Outra publicação recente de junho de 2021 no JACC é um trabalho retrospectivo com a participação de grandes nomes como Marie-Annick Clavel e Philippe Pibarot, avaliaram um total de 262 pacientes com EAo moderada com disfunção ventricular, onde foi observado um aumento de mortalidade nesse perfil de pacientes, e uma melhora de sobrevida naqueles que tiveram troca valvar principalmente transcateter. 

Este último trabalho por ser um estudo retrospectivo que conta com suas limitações, estamos no momento aguardando ansiosamente a publicação do TAVR UNLOAD, marcado para sair no começo de 2022 que promete elucidar o benefício do tratamento da estenose aórtica moderada em pacientes com disfunção ventricular. 

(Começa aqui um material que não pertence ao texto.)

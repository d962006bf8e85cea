mod cli;
mod commands;

use clap::Parser;
use cli::{Cli, Commands};

fn main() -> anyhow::Result<()> {
    // Initialize tracing; stdout is reserved for reports
    tracing_subscriber::fmt()
        .with_env_filter(
            tracing_subscriber::EnvFilter::from_default_env()
                .add_directive(tracing::Level::INFO.into()),
        )
        .with_writer(std::io::stderr)
        .init();

    let cli = Cli::parse();
    let (config_path, output_dir) = (cli.config, cli.output_dir);
    let load_config = || commands::load_config(config_path.as_deref(), output_dir.as_deref());

    match cli.command {
        Commands::Format { input, output } => commands::format::run(&input, output.as_deref()),
        Commands::Transcript {
            id,
            out,
            raw_action,
        } => commands::transcript::run(&load_config()?, &id, out.as_deref(), raw_action),
        Commands::Locate { detector, ids } => commands::locate::run(&load_config()?, detector, &ids),
        Commands::Analyze { ids, skip_export } => {
            commands::analyze::run(&load_config()?, &ids, skip_export)
        }
        Commands::Version => commands::version::run(),
    }
}
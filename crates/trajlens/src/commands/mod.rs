pub mod analyze;
pub mod format;
pub mod locate;
pub mod transcript;
pub mod version;

use anyhow::Context;
use std::path::Path;
use trajlens_core::Config;
use trajlens_io::OutputPaths;

/// Discover the config and apply the `--output-dir` override
pub fn load_config(path: Option<&Path>, output_dir: Option<&Path>) -> anyhow::Result<Config> {
    let mut config = Config::discover(path).context("Failed to load trajlens config")?;
    if let Some(dir) = output_dir {
        config.output_dir = dir.to_path_buf();
    }
    Ok(config)
}

pub fn output_paths(config: &Config) -> OutputPaths {
    OutputPaths::new(&config.output_dir)
}

#[cfg(test)]
pub(crate) mod fixtures {
    use std::path::Path;
    use trajlens_core::Config;

    /// Writes two trajectories and returns a config pointing at them
    pub fn workspace(root: &Path) -> Config {
        let trajs = root.join("trajectories");
        std::fs::create_dir_all(&trajs).unwrap();

        let doc = serde_json::json!({
            "trajectory": [
                {
                    "thought": "Reproduce the bug first",
                    "action": "create reproduce.py",
                    "observation": "[File: /testbed/reproduce.py (1 lines total)]\nFile /testbed/reproduce.py created successfully."
                },
                {
                    "thought": "Find the model",
                    "action": "search_dir 'class Model' django/",
                    "observation": "Found 3 matches"
                },
                {
                    "thought": "Write the fix",
                    "action": "str_replace_editor create /testbed/fix.py --file_text 'x'",
                    "observation": "File created successfully at: /testbed/fix.py"
                },
                {
                    "thought": "Done",
                    "action": "submit",
                    "observation": "diff --git a/fix.py b/fix.py"
                }
            ]
        });
        std::fs::write(trajs.join("django__django-10554.traj"), doc.to_string()).unwrap();
        std::fs::write(trajs.join("broken.traj"), "{\"history\": []}").unwrap();

        let mut config = Config::new();
        config.base_dir = trajs;
        config.output_dir = root.join("out");
        config
            .trajectories
            .insert("10554".to_string(), "django__django-10554.traj".into());
        config
            .trajectories
            .insert("broken".to_string(), "broken.traj".into());
        config.analyze = vec!["10554".to_string()];
        config
    }
}
//! Declarative rule tables driving step classification

use serde::{Deserialize, Serialize};

/// Confirmation text an editor tool prints after writing a file
pub const CREATED_MARKER: &str = "created successfully";

/// Case-insensitive marker for reproduction scripts
pub const REPRODUCE_MARKER: &str = "reproduce";

/// Case-folded observations at or above this length are not creation notices
pub const MAX_CREATION_NOTICE_CHARS: usize = 200;

/// Search/navigation keywords matched against the command line.
/// A trailing space requires an argument after the command.
pub const SEARCH_KEYWORDS: &[&str] = &[
    "find_file",
    "search_file",
    "search_dir",
    "grep ",
    "cat ",
    "ls ",
    "cd ",
];

/// Known tools, in reporting order
pub const TOOLS: &[&str] = &[
    // editor
    "str_replace_editor",
    "filemap ",
    "exit_forfeit",
    "view_image ",
    "submit",
    // navigation
    "find_file ",
    "goto ",
    "open ",
    "create ",
    "scroll_up",
    "scroll_down",
    "edit ",
    "insert ",
    "search_dir ",
    "search_file ",
    "end_of_edit",
    // terminal
    "grep ",
    "ls ",
    "cd ",
    "find ",
    "python ",
    // no-op
    "do_nothing",
];

/// Rule for spotting a newly created reproduction script in an observation
#[derive(Debug, Clone, PartialEq, Serialize, Deserialize)]
pub struct ReproductionRule {
    pub created_marker: String,
    pub reproduce_marker: String,
    pub max_observation_chars: usize,
}

impl Default for ReproductionRule {
    fn default() -> Self {
        Self {
            created_marker: CREATED_MARKER.to_string(),
            reproduce_marker: REPRODUCE_MARKER.to_string(),
            max_observation_chars: MAX_CREATION_NOTICE_CHARS,
        }
    }
}

/// Suppresses `tool` on a line that also contains `unless_with`
#[derive(Debug, Clone, PartialEq, Serialize, Deserialize)]
pub struct ToolExclusion {
    pub tool: String,
    pub unless_with: String,
}

impl ToolExclusion {
    pub fn new(tool: impl Into<String>, unless_with: impl Into<String>) -> Self {
        Self {
            tool: tool.into(),
            unless_with: unless_with.into(),
        }
    }

    /// `create` is an option of the editor, not the standalone tool
    pub fn editor_create() -> Self {
        Self::new("create ", "str_replace_editor ")
    }

    pub fn suppresses(&self, tool: &str, line: &str) -> bool {
        self.tool == tool && line.contains(&self.unless_with)
    }
}

/// All classification tables
#[derive(Debug, Clone, PartialEq, Serialize, Deserialize)]
#[serde(default)]
pub struct ClassifierRules {
    pub reproduction: ReproductionRule,
    pub search_keywords: Vec<String>,
    pub tools: Vec<String>,
    pub exclusions: Vec<ToolExclusion>,
}

impl ClassifierRules {
    pub fn new() -> Self {
        Self {
            reproduction: ReproductionRule::default(),
            search_keywords: SEARCH_KEYWORDS.iter().map(|s| s.to_string()).collect(),
            tools: TOOLS.iter().map(|s| s.to_string()).collect(),
            exclusions: vec![ToolExclusion::editor_create()],
        }
    }

    /// Whether any exclusion drops `tool` for this command line
    pub fn is_excluded(&self, tool: &str, line: &str) -> bool {
        self.exclusions.iter().any(|ex| ex.suppresses(tool, line))
    }
}

impl Default for ClassifierRules {
    fn default() -> Self {
        Self::new()
    }
}

/// Name a tool is reported under
pub fn tool_key(tool: &str) -> &str {
    tool.trim()
}
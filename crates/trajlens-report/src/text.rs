//! Character-budget truncation

/// Cut `text` to at most `limit` characters.
///
/// Returns the kept prefix and, when something was cut, the original
/// length in characters.
pub fn truncate_chars(text: &str, limit: usize) -> (&str, Option<usize>) {
    match text.char_indices().nth(limit) {
        Some((byte_idx, _)) => (&text[..byte_idx], Some(text.chars().count())),
        None => (text, None),
    }
}
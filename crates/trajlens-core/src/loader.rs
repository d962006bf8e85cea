//! Trajectory loading from `.traj` JSON documents

use crate::config::Config;
use crate::error::{Result, TrajectoryError};
use crate::types::{Step, Trajectory};
use std::path::Path;

/// Top-level key holding the step list
pub const TRAJECTORY_KEY: &str = "trajectory";

/// Resolve `id` through the lookup table and load it
pub fn load_trajectory(config: &Config, id: &str) -> Result<Trajectory> {
    let path = config.resolve(id)?;
    load_from_path(&path)
}

/// Load a trajectory document from disk
pub fn load_from_path(path: &Path) -> Result<Trajectory> {
    let content = std::fs::read_to_string(path).map_err(|e| TrajectoryError::io(path, e))?;
    let trajectory =
        parse_trajectory(&content).map_err(|reason| TrajectoryError::malformed(path, reason))?;
    tracing::debug!(path = %path.display(), steps = trajectory.len(), "loaded trajectory");
    Ok(trajectory)
}

/// Parse the step list out of a trajectory document
pub fn parse_trajectory(content: &str) -> std::result::Result<Trajectory, String> {
    let mut doc: serde_json::Value =
        serde_json::from_str(content).map_err(|e| format!("invalid JSON: {e}"))?;

    let steps = doc
        .get_mut(TRAJECTORY_KEY)
        .map(serde_json::Value::take)
        .ok_or_else(|| format!("missing top-level key `{TRAJECTORY_KEY}`"))?;

    let steps: Vec<Step> =
        serde_json::from_value(steps).map_err(|e| format!("invalid step list: {e}"))?;

    Ok(Trajectory::new(steps))
}
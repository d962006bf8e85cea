use crate::cli::Detector;
use anyhow::Context;
use trajlens_core::{
    load_trajectory, reproduction_steps, search_steps, tool_usage, Config, Trajectory,
};
use trajlens_io::{append_record, OutputPaths};
use trajlens_report::{reproduction_record, search_record, tool_usage_record};

impl Detector {
    /// Label for the result line printed to stdout
    pub fn label(self) -> &'static str {
        match self {
            Detector::Repro => "Steps with reproduction code",
            Detector::Search => "Steps with search actions",
            Detector::Tools => "Tool usage frequency map",
        }
    }

    fn log_path(self, paths: &OutputPaths) -> std::path::PathBuf {
        match self {
            Detector::Repro => paths.reproduction_log(),
            Detector::Search => paths.search_log(),
            Detector::Tools => paths.tool_usage_log(),
        }
    }
}

/// Run one detector, append its record to the detector log and return the
/// rendered result.
pub fn record_detector(
    detector: Detector,
    id: &str,
    trajectory: &Trajectory,
    config: &Config,
    paths: &OutputPaths,
) -> anyhow::Result<String> {
    let rules = &config.rules;
    let (record, result, matches) = match detector {
        Detector::Repro => {
            let found = reproduction_steps(trajectory, rules);
            (
                reproduction_record(id, trajectory, &found),
                found.to_string(),
                found.len(),
            )
        }
        Detector::Search => {
            let found = search_steps(trajectory, rules);
            (
                search_record(id, trajectory, &found),
                found.to_string(),
                found.len(),
            )
        }
        Detector::Tools => {
            let usage = tool_usage(trajectory, rules);
            (
                tool_usage_record(id, trajectory, rules, &usage),
                usage.to_string(),
                usage.total(),
            )
        }
    };

    let log = detector.log_path(paths);
    append_record(&log, &record).with_context(|| format!("Failed to write {}", log.display()))?;
    tracing::info!(id, detector = ?detector, matches, "detector finished");
    Ok(result)
}

pub fn run(config: &Config, detector: Detector, ids: &[String]) -> anyhow::Result<()> {
    let ids = config.selected_ids(ids);
    if ids.is_empty() {
        println!("No trajectory identifiers given or configured");
        return Ok(());
    }

    let paths = super::output_paths(config);
    let mut failed: Vec<&str> = Vec::new();

    for id in &ids {
        let outcome = load_trajectory(config, id)
            .map_err(anyhow::Error::from)
            .and_then(|trajectory| record_detector(detector, id, &trajectory, config, &paths));
        match outcome {
            Ok(result) => println!("{id}: {} => {result}", detector.label()),
            Err(e) => {
                tracing::warn!(id = id.as_str(), error = %e, "skipping trajectory");
                failed.push(id);
            }
        }
    }

    if !failed.is_empty() {
        anyhow::bail!(
            "{} of {} trajectories failed: {}",
            failed.len(),
            ids.len(),
            failed.join(", ")
        );
    }
    Ok(())
}
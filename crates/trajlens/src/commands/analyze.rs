use super::locate::record_detector;
use super::transcript;
use crate::cli::Detector;
use trajlens_core::{load_trajectory, Config};
use trajlens_io::OutputPaths;

/// Load one trajectory and run every detector over it
fn analyze_one(config: &Config, paths: &OutputPaths, id: &str) -> anyhow::Result<Vec<String>> {
    let trajectory = load_trajectory(config, id)?;
    Detector::ALL
        .iter()
        .map(|&detector| -> anyhow::Result<String> {
            let result = record_detector(detector, id, &trajectory, config, paths)?;
            Ok(format!("{} => {result}", detector.label()))
        })
        .collect()
}

pub fn run(config: &Config, ids: &[String], skip_export: bool) -> anyhow::Result<()> {
    let ids = config.selected_ids(ids);
    if ids.is_empty() {
        println!("No trajectory identifiers given or configured");
        return Ok(());
    }

    let paths = super::output_paths(config);
    let mut failed: Vec<&str> = Vec::new();

    if !skip_export {
        println!("Exporting pretty trajectory files...");
        for id in &ids {
            match transcript::export(config, &paths, id) {
                Ok(out) => println!("Saved: {}", out.display()),
                Err(e) => tracing::warn!(id = id.as_str(), error = %e, "transcript export failed"),
            }
        }
    }

    for id in &ids {
        println!("\nProcessing ID: {id}");
        match analyze_one(config, &paths, id) {
            Ok(lines) => {
                for line in lines {
                    println!("{line}");
                }
            }
            Err(e) => {
                tracing::warn!(id = id.as_str(), error = %e, "skipping trajectory");
                failed.push(id);
            }
        }
    }

    if !failed.is_empty() {
        anyhow::bail!(
            "{} of {} trajectories failed: {}",
            failed.len(),
            ids.len(),
            failed.join(", ")
        );
    }
    Ok(())
}
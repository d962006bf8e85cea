//! Error types for loading and resolving trajectories

use std::path::PathBuf;
use thiserror::Error;

/// Errors raised while resolving, reading or parsing a trajectory
#[derive(Debug, Error)]
#[non_exhaustive]
pub enum TrajectoryError {
    /// Identifier missing from the lookup table
    #[error("Unknown trajectory identifier: {0}")]
    UnknownId(String),

    /// Resolved resource does not exist
    #[error("File not found: {}", .0.display())]
    NotFound(PathBuf),

    /// Resource is not valid JSON or lacks the expected shape
    #[error("Malformed trajectory {}: {reason}", path.display())]
    Malformed { path: PathBuf, reason: String },

    /// Config file could not be parsed
    #[error("Invalid config {}: {reason}", path.display())]
    InvalidConfig { path: PathBuf, reason: String },

    /// Resource could not be read or written
    #[error("I/O error on {}: {source}", path.display())]
    Io {
        path: PathBuf,
        #[source]
        source: std::io::Error,
    },
}

impl TrajectoryError {
    /// Whether this error belongs to the not-found class
    /// (unknown identifier or missing file).
    pub fn is_not_found(&self) -> bool {
        matches!(self, Self::UnknownId(_) | Self::NotFound(_))
    }

    /// Whether this error belongs to the malformed-data class.
    pub fn is_malformed(&self) -> bool {
        matches!(self, Self::Malformed { .. })
    }

    pub(crate) fn io(path: impl Into<PathBuf>, source: std::io::Error) -> Self {
        let path = path.into();
        if source.kind() == std::io::ErrorKind::NotFound {
            Self::NotFound(path)
        } else {
            Self::Io { path, source }
        }
    }

    pub(crate) fn malformed(path: impl Into<PathBuf>, reason: impl ToString) -> Self {
        Self::Malformed {
            path: path.into(),
            reason: reason.to_string(),
        }
    }
}

pub type Result<T> = std::result::Result<T, TrajectoryError>;
//! Trajectory record types

use serde::de::DeserializeOwned;
use serde::{Deserialize, Deserializer, Serialize};
use serde_json::Value;

/// One thought → action → observation iteration of an agent run
#[derive(Debug, Clone, PartialEq, Serialize, Deserialize)]
pub struct Step {
    pub thought: String,
    pub action: String,
    pub observation: String,
    #[serde(
        default,
        deserialize_with = "lenient",
        skip_serializing_if = "Option::is_none"
    )]
    pub response: Option<String>,
    #[serde(
        default,
        deserialize_with = "lenient",
        skip_serializing_if = "Option::is_none"
    )]
    pub execution_time: Option<f64>,
    #[serde(
        default,
        deserialize_with = "lenient_state",
        skip_serializing_if = "Option::is_none"
    )]
    pub state: Option<StepState>,
    /// Conversation history; only meaningful on the first step
    #[serde(
        default,
        deserialize_with = "lenient_messages",
        skip_serializing_if = "Vec::is_empty"
    )]
    pub messages: Vec<Message>,
}

impl Step {
    pub fn new(
        thought: impl Into<String>,
        action: impl Into<String>,
        observation: impl Into<String>,
    ) -> Self {
        Self {
            thought: thought.into(),
            action: action.into(),
            observation: observation.into(),
            response: None,
            execution_time: None,
            state: None,
            messages: Vec::new(),
        }
    }

    /// First line of the action, the canonical command
    pub fn command_line(&self) -> &str {
        first_line(&self.action)
    }

    pub fn working_dir(&self) -> Option<&str> {
        self.state.as_ref().and_then(|s| s.working_dir.as_deref())
    }
}

/// Environment state captured after a step
#[derive(Debug, Clone, Default, PartialEq, Serialize, Deserialize)]
pub struct StepState {
    #[serde(default)]
    pub working_dir: Option<String>,
}

/// A history message attached to a step
#[derive(Debug, Clone, PartialEq, Serialize, Deserialize)]
pub struct Message {
    #[serde(default, deserialize_with = "lenient_string")]
    pub message_type: String,
    #[serde(default)]
    pub content: serde_json::Value,
}

impl Message {
    /// Text of the message. Array content is flattened from its text parts.
    pub fn text(&self) -> String {
        match &self.content {
            serde_json::Value::String(s) => s.clone(),
            serde_json::Value::Array(parts) => parts
                .iter()
                .filter_map(|part| match part {
                    serde_json::Value::String(s) => Some(s.as_str()),
                    other => other.get("text").and_then(|t| t.as_str()),
                })
                .collect::<Vec<_>>()
                .join(""),
            _ => String::new(),
        }
    }
}

/// Ordered, read-only sequence of steps
#[derive(Debug, Clone, Default, PartialEq)]
pub struct Trajectory {
    steps: Vec<Step>,
}

impl Trajectory {
    pub fn new(steps: Vec<Step>) -> Self {
        Self { steps }
    }

    pub fn steps(&self) -> &[Step] {
        &self.steps
    }

    pub fn len(&self) -> usize {
        self.steps.len()
    }

    pub fn is_empty(&self) -> bool {
        self.steps.is_empty()
    }

    pub fn iter(&self) -> impl Iterator<Item = (usize, &Step)> {
        self.steps.iter().enumerate()
    }

    /// Messages carried by the first step, if any
    pub fn initial_messages(&self) -> &[Message] {
        self.steps
            .first()
            .map(|s| s.messages.as_slice())
            .unwrap_or(&[])
    }
}

impl From<Vec<Step>> for Trajectory {
    fn from(steps: Vec<Step>) -> Self {
        Self::new(steps)
    }
}

// Optional step metadata never invalidates a trajectory: a value of the
// wrong shape reads as absent.

fn lenient<'de, D, T>(deserializer: D) -> Result<Option<T>, D::Error>
where
    D: Deserializer<'de>,
    T: DeserializeOwned,
{
    let value = Value::deserialize(deserializer)?;
    Ok(serde_json::from_value(value).ok())
}

fn lenient_string<'de, D>(deserializer: D) -> Result<String, D::Error>
where
    D: Deserializer<'de>,
{
    Ok(lenient(deserializer)?.unwrap_or_default())
}

/// SWE-agent 0.x stores `state` as a JSON-encoded string
fn lenient_state<'de, D>(deserializer: D) -> Result<Option<StepState>, D::Error>
where
    D: Deserializer<'de>,
{
    let value = match Value::deserialize(deserializer)? {
        Value::String(encoded) => match serde_json::from_str(&encoded) {
            Ok(decoded) => decoded,
            Err(_) => return Ok(None),
        },
        other => other,
    };
    Ok(serde_json::from_value(value).ok())
}

fn lenient_messages<'de, D>(deserializer: D) -> Result<Vec<Message>, D::Error>
where
    D: Deserializer<'de>,
{
    let messages = match Value::deserialize(deserializer)? {
        Value::Array(items) => items
            .into_iter()
            .filter_map(|item| serde_json::from_value(item).ok())
            .collect(),
        _ => Vec::new(),
    };
    Ok(messages)
}

/// Text up to the first `\n`
pub fn first_line(text: &str) -> &str {
    text.split('\n').next().unwrap_or_default()
}
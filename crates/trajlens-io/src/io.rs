//! Log appends and atomic file writes

use std::fs::OpenOptions;
use std::io::Write;
use std::path::Path;

/// Append one self-contained record to a log file in a single `write_all`.
pub fn append_record(path: &Path, record: &str) -> std::io::Result<()> {
    if let Some(parent) = path.parent() {
        std::fs::create_dir_all(parent)?;
    }

    let mut file = OpenOptions::new().create(true).append(true).open(path)?;
    file.write_all(record.as_bytes())?;
    file.flush()?;
    tracing::debug!(path = %path.display(), bytes = record.len(), "appended record");
    Ok(())
}

/// Write data atomically using temp file + rename
pub fn atomic_write(path: &Path, data: &[u8]) -> std::io::Result<()> {
    if let Some(parent) = path.parent() {
        std::fs::create_dir_all(parent)?;
    }

    let temp_path = temp_path_for(path);
    if let Err(e) = std::fs::write(&temp_path, data) {
        let _ = std::fs::remove_file(&temp_path);
        return Err(e);
    }
    if let Err(e) = std::fs::rename(&temp_path, path) {
        let _ = std::fs::remove_file(&temp_path);
        return Err(e);
    }
    Ok(())
}

fn temp_path_for(path: &Path) -> std::path::PathBuf {
    let mut name = path
        .file_name()
        .map(|n| n.to_os_string())
        .unwrap_or_default();
    name.push(".tmp");
    path.with_file_name(name)
}
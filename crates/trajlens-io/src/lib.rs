//! Output files: append-only detector logs and atomically written reports

mod io;
mod paths;

pub use io::{append_record, atomic_write};
pub use paths::{OutputPaths, REPRODUCTION_LOG, SEARCH_LOG, TOOL_USAGE_LOG};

Seguem alguns apontamentos:

  • Não restam dúvidas que o tratamento transcateter é uma tecnologia que chegou para ficar, e que nos pacientes com EAo acentuada está bem indicado nos sintomáticos e no assintomáticos com complicadores, quando bem discutida a indicação por um Heart Team. 
  • Nos pacientes do grupo D2 da classificação da AHA mesmo com pseudo-estenose, vem se demonstrando um possível benefício da troca valvar, principalmente se for TAVI femoral, corroborando com o fato de tratar a via de saída com redução da pós carga, tem benefício em pacientes com algum grau de disfunção ventricular.
  • O racional para pacientes com Estenose Moderada e disfunção ventricular parece fazer sentido o tratamento da doença valvar, pois reduzindo-se a pós carga eu melhoro o trabalho desse ventrículo, porém precisaremos aguardar o UNLOAD para emplacar essa indicação.  
Literatura Sugerida: 
  1. Jean, Guillaume; Van Mieghem, Nicolas. Et al. (2021) Moderate Aortic Stenosis in Patients With Heart Failure and Reduced Ejection Fraction. Journal of the American College of Cardiology, Volume 77, Issue 22, 8 June 2021, Pages 2796-2803.